'''

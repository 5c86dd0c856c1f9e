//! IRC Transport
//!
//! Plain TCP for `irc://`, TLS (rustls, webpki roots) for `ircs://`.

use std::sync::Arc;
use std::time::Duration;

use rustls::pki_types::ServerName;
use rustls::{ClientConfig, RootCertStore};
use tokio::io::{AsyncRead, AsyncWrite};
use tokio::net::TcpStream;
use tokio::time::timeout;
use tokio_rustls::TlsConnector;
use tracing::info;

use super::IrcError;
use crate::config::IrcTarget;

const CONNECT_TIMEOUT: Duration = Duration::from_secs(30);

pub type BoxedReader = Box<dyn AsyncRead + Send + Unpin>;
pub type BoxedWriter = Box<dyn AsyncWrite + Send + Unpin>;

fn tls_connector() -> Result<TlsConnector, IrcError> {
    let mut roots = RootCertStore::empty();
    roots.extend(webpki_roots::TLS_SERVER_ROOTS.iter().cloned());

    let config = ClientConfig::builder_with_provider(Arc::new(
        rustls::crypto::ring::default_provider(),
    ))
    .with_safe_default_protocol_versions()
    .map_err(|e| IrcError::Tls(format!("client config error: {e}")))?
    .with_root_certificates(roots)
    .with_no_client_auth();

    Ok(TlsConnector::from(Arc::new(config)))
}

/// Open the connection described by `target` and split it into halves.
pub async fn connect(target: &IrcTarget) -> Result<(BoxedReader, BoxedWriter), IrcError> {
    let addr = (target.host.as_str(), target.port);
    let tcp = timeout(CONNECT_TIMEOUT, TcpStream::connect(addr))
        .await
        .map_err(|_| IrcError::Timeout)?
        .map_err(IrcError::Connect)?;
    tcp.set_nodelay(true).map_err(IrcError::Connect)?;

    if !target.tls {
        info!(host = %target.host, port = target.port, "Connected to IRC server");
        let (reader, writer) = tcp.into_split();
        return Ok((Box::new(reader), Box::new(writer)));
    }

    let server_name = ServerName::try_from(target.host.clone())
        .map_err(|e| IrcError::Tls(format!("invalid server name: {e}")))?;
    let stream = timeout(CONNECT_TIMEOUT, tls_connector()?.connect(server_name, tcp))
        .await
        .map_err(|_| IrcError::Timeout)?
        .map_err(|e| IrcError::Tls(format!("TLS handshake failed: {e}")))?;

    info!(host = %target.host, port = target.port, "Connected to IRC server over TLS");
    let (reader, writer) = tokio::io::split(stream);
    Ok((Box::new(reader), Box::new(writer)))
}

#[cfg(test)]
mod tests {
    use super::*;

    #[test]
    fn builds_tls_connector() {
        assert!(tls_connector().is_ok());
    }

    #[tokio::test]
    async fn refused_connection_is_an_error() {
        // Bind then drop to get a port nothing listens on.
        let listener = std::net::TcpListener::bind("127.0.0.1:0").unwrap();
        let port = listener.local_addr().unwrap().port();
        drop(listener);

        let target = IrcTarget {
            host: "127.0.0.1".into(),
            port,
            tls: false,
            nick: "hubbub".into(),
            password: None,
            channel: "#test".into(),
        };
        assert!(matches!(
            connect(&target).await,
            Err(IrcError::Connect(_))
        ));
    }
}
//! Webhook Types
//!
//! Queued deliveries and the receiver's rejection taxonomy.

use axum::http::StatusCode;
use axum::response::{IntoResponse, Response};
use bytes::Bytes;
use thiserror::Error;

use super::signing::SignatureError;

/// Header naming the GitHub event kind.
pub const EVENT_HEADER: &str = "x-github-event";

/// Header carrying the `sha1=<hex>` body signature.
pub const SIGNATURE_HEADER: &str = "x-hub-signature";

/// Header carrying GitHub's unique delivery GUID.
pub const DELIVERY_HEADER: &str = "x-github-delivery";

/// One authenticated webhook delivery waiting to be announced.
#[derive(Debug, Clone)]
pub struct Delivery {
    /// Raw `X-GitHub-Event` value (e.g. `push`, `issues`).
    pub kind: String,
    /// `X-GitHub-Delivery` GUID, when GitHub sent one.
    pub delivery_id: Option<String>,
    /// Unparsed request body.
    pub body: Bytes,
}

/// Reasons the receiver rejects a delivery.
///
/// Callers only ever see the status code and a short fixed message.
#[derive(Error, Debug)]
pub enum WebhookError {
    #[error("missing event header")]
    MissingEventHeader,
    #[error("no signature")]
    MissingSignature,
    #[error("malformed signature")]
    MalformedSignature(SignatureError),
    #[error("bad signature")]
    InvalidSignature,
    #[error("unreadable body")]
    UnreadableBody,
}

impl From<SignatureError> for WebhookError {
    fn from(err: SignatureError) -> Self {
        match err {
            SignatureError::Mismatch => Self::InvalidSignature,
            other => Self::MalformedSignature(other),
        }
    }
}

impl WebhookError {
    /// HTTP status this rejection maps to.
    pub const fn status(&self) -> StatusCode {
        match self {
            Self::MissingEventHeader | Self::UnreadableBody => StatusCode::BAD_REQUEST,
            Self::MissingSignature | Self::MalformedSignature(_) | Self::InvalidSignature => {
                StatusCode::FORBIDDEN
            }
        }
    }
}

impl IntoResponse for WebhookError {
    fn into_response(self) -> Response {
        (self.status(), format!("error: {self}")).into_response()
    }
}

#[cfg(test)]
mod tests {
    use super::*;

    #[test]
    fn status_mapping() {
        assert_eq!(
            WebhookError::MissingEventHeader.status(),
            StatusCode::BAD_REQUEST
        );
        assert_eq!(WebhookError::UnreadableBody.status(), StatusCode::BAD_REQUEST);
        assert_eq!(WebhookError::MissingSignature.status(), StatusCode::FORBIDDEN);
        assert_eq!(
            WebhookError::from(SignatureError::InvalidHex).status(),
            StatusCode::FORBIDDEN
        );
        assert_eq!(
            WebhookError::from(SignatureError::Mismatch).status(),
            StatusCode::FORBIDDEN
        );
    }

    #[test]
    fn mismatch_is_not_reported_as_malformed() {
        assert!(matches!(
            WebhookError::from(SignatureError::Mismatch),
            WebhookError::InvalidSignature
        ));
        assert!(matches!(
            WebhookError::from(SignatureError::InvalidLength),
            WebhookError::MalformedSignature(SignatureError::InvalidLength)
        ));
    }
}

'''

● **What you will do**
Restate, word for word and with nothing added, the lines from the beginning of the records above through the line that contains "pub type BoxedWriter".

● **Solution to the problem**
repository 5c86dd0c856c1f9e
//! IRC Transport
//!
//! Plain TCP for `irc://`, TLS (rustls, webpki roots) for `ircs://`.

use std::sync::Arc;
use std::time::Duration;

use rustls::pki_types::ServerName;
use rustls::{ClientConfig, RootCertStore};
use tokio::io::{AsyncRead, AsyncWrite};
use tokio::net::TcpStream;
use tokio::time::timeout;
use tokio_rustls::TlsConnector;
use tracing::info;

use super::IrcError;
use crate::config::IrcTarget;

const CONNECT_TIMEOUT: Duration = Duration::from_secs(30);

pub type BoxedReader = Box<dyn AsyncRead + Send + Unpin>;
pub type BoxedWriter = Box<dyn AsyncWrite + Send + Unpin>;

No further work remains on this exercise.